O economista Otto Nogami, professor do Insper, destaca que a recente decisão do Copom de manter a taxa Selic em 10,5% ao ano, aliada à alta do dólar e à queda da Bolsa, geraram um cenário de incerteza para os investidores. , que acabam buscando renda fixa. “Isso pode justificar uma postura mais conservadora neste momento”, diz ele. Nogami também não vê potencial para o Ibovespa atingir patamares mais elevados, como 145 mil pontos, “principalmente se houver uma recuperação econômica global e local, além de um cenário político mais estável”. “Se a economia brasileira der sinais de recuperação mais robusta, isso poderá atrair mais investimentos para o mercado de ações. Um ambiente político mais estável poderá aumentar a confiança dos investidores. Setores como tecnologia, saúde e commodities poderão impulsionar o índice se apresentarem bons resultados Por outro lado, é importante considerar riscos, como inflação, política monetária e acontecimentos internacionais”, explica.
Oportunidades
Apesar da queda acumulada do Ibovespa no ano, é possível encontrar ações listadas na Bolsa com ganhos consideráveis. João Daronco, analista da Suno Research, destaca que há um grande número de ações com valorização significativa dentro do indicador, pois têm parte de seu faturamento em dólar e, diante da alta do dólar, essas empresas estão ganhando receita. É o caso da Embraer e da Weg, que registraram valorização de 21,2% e 20,2%, respectivamente, somente em junho.

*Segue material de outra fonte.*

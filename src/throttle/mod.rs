//! The common throttle contract: [`FairThrottle`] and [`ThrottleResult`].
//!
//! This is the only polymorphism in the crate's core — the two
//! fairness schemes implement the same narrow interface, modeled as
//! a trait plus a result type rather than an enum, since a caller
//! picks one throttle implementation at construction time and never
//! needs to treat the two interchangeably at runtime.
//!
//! ## Fairness without per-tenant memory
//!
//! Both implementations spread a fixed, small number of token buckets
//! across an unbounded set of tenant keys via hashing, instead of
//! keeping one bucket per key. That bounds memory to `O(buckets)`
//! regardless of how many distinct tenants show up, at the cost of
//! approximate rather than exact fairness: two tenants that hash to
//! the same bucket(s) share its capacity. Rotating the hash tweak
//! periodically means an unlucky collision doesn't last forever.
//!
//! ## Non-goals
//!
//! Tweak rotation exists to dissolve unlucky collisions over time, not
//! to resist an adversary: the random source need not be
//! cryptographic, and a key chosen specifically to collide with
//! another tenant's bucket will still collide with it until the next
//! rotation.

pub mod bloom;
pub mod stochastic;

pub use bloom::BloomFilterFairThrottle;
pub use stochastic::StochasticFairThrottle;

/// Maximum number of buckets a single admitted call can span. Bloom
/// throttle probes are capped at `min(3, buckets)`, so 3 is sufficient
/// for every implementation in this crate.
const MAX_PROBES: usize = 3;

/// Produces a fresh, non-cryptographic `i32` tweak for rotation.
///
/// Rotation exists to dissolve unlucky hash collisions over time, not
/// to resist an adversary (see module docs), so there is no need for
/// a CSPRNG here — a cheap scramble of the current timestamp and a
/// process-wide counter (to disambiguate same-nanosecond rotations
/// across throttle instances) is enough entropy for the purpose.
pub(crate) fn fresh_tweak(now_ns: i64) -> i32 {
    use std::sync::atomic::{AtomicU64, Ordering::Relaxed};
    static COUNTER: AtomicU64 = AtomicU64::new(0);
    let counter = COUNTER.fetch_add(1, Relaxed);
    crate::hash::scramble_to_i32((now_ns as u64) ^ counter.wrapping_mul(0x2545_F491_4F6C_DD1D))
}

/// The common interface implemented by every fairness scheme.
pub trait FairThrottle {
    /// Decides whether to admit a call on behalf of `key`.
    ///
    /// Must be safe to call from many threads concurrently.
    fn should_accept(&self, key: &str) -> ThrottleResult<'_>;
}

/// The outcome of a single [`FairThrottle::should_accept`] call.
///
/// A denied result is a reusable flyweight: it carries no bucket
/// indices and allocates nothing. An allowed result carries the
/// index (or indices) of the bucket(s) consumed, inline, so that
/// [`ThrottleResult::on_success`]/[`ThrottleResult::on_failure`] can
/// report the outcome back to exactly the buckets that were charged.
#[derive(Clone, Copy)]
pub struct ThrottleResult<'a> {
    probes: [u32; MAX_PROBES],
    probe_count: u8,
    owner: Option<&'a dyn ResultSink>,
}

impl<'a> ThrottleResult<'a> {
    /// The shared, denied flyweight. Reused by every throttle
    /// implementation to avoid a per-call allocation on the deny path.
    pub const DENIED: ThrottleResult<'static> = ThrottleResult {
        probes: [0; MAX_PROBES],
        probe_count: 0,
        owner: None,
    };

    pub(crate) fn allowed(owner: &'a dyn ResultSink, probes: &[u32]) -> Self {
        debug_assert!(probes.len() <= MAX_PROBES);
        let mut inline = [0u32; MAX_PROBES];
        inline[..probes.len()].copy_from_slice(probes);
        Self { probes: inline, probe_count: probes.len() as u8, owner: Some(owner) }
    }

    /// Returns `true` if the call was admitted.
    #[inline]
    pub fn is_allowed(&self) -> bool {
        self.owner.is_some()
    }

    /// The bucket index (or indices) consumed by this call, if
    /// allowed. Empty for a denied result.
    #[inline]
    pub fn probes(&self) -> &[u32] {
        &self.probes[..self.probe_count as usize]
    }

    /// Reports a successful call outcome, forwarding to every bucket
    /// this result is bound to.
    ///
    /// # Panics
    ///
    /// Panics if `self` is not allowed — calling this on a denied
    /// result is a precondition violation (`spec.md` §7), not a
    /// recoverable runtime condition.
    pub fn on_success(&self) {
        match self.owner {
            Some(owner) => owner.on_success(self.probes()),
            None => panic!("ThrottleResult::on_success called on a denied result"),
        }
    }

    /// Reports a failed call outcome, forwarding to every bucket this
    /// result is bound to.
    ///
    /// # Panics
    ///
    /// Panics if `self` is not allowed, for the same reason as
    /// [`ThrottleResult::on_success`].
    pub fn on_failure(&self) {
        match self.owner {
            Some(owner) => owner.on_failure(self.probes()),
            None => panic!("ThrottleResult::on_failure called on a denied result"),
        }
    }
}

/// Internal callback target for an allowed [`ThrottleResult`]: the
/// throttle instance that produced it, addressed by bucket indices.
pub(crate) trait ResultSink {
    fn on_success(&self, probes: &[u32]);
    fn on_failure(&self, probes: &[u32]);
}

No grupo Small Caps, Daronco destaca que há uma penalidade maior porque algumas ações estavam supervalorizadas e agora voltam a um patamar maior de normalidade. “Entendo que é um momento muito positivo para adquirir boas small caps, que continuam com suas vantagens competitivas intactas e com valuations muito atrativas… É um dos melhores momentos dos últimos anos.”
Otto Nogami, do Insper, cita o Tesouro Direto como “uma excelente opção, principalmente em um cenário de alta da Selic”. “Com juros elevados, os títulos públicos tendem a oferecer retornos mais atrativos e com menor risco em comparação com outros investimentos, como fundos de ações que podem estar sofrendo com a volatilidade do mercado”, explica. Segundo ele, os títulos do Tesouro Selic são particularmente interessantes porque acompanham a taxa básica de juros, oferecendo segurança e liquidez. Além disso, existem opções como o Tesouro IPCA, “que protege contra a inflação, garantindo um retorno real acima da inflação”.
Para Julio Hegedus, as alternativas de investimentos em renda fixa devem continuar restritas, mas é possível obter bons ganhos com o Tesouro Direto. “Os títulos do Tesouro indexados ao IPCA estão rendendo mais de 6% de ganhos reais e podem ser uma ótima opção já que a inflação deste ano deverá ser de 4,2%”, enfatiza.